⟨

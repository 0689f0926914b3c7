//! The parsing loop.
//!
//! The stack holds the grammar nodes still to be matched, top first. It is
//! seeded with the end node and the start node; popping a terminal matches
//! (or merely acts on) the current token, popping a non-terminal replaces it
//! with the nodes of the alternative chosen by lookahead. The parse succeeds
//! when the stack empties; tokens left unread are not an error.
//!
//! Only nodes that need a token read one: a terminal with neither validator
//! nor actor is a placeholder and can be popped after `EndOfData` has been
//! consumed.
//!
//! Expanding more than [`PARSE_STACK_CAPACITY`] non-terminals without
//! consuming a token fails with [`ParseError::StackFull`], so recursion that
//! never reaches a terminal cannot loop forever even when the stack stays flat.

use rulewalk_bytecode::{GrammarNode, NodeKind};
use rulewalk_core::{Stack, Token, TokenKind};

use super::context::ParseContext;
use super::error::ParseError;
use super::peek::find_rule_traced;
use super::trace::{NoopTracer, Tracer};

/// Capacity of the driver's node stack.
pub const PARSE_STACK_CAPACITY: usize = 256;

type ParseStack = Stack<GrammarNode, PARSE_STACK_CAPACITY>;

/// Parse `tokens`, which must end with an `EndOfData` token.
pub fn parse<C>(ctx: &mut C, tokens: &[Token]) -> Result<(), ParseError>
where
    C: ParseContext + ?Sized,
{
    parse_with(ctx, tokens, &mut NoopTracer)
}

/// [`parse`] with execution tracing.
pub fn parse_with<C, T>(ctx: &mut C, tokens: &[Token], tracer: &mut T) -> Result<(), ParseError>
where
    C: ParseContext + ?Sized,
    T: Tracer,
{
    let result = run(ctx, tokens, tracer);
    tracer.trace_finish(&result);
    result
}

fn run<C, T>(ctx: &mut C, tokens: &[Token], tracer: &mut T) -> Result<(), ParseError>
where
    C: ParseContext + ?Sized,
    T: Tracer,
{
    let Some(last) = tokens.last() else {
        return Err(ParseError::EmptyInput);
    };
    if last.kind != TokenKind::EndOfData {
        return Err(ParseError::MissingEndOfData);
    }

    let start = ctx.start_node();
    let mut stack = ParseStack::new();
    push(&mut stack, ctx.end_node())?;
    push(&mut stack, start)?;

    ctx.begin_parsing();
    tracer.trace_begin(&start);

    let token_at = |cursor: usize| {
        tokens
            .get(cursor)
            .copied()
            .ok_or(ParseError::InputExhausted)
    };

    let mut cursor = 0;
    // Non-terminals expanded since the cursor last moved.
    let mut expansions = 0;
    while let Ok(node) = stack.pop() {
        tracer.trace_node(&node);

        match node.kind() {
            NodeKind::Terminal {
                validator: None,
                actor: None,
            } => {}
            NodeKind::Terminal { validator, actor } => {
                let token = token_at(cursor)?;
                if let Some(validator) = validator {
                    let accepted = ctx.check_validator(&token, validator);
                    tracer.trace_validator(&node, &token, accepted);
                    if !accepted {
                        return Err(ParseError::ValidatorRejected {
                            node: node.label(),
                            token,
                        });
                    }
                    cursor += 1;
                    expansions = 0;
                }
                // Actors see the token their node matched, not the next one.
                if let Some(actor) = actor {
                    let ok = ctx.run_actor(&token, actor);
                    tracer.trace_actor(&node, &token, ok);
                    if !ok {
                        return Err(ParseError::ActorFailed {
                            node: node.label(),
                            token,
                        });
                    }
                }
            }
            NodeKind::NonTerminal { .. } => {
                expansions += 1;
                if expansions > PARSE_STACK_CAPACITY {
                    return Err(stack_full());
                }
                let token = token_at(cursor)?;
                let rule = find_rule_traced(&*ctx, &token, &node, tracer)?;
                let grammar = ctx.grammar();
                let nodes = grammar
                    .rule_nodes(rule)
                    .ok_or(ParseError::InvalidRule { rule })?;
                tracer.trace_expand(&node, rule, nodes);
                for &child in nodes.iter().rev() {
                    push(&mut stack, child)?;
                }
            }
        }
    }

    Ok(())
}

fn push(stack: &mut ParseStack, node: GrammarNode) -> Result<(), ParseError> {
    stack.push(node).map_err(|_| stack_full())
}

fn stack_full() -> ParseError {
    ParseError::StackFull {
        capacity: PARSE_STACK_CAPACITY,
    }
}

⟩

PROBLEM. Line count for the string "when": please say how many lines in the entries above contain it, with no other words.

THE ANSWER. 2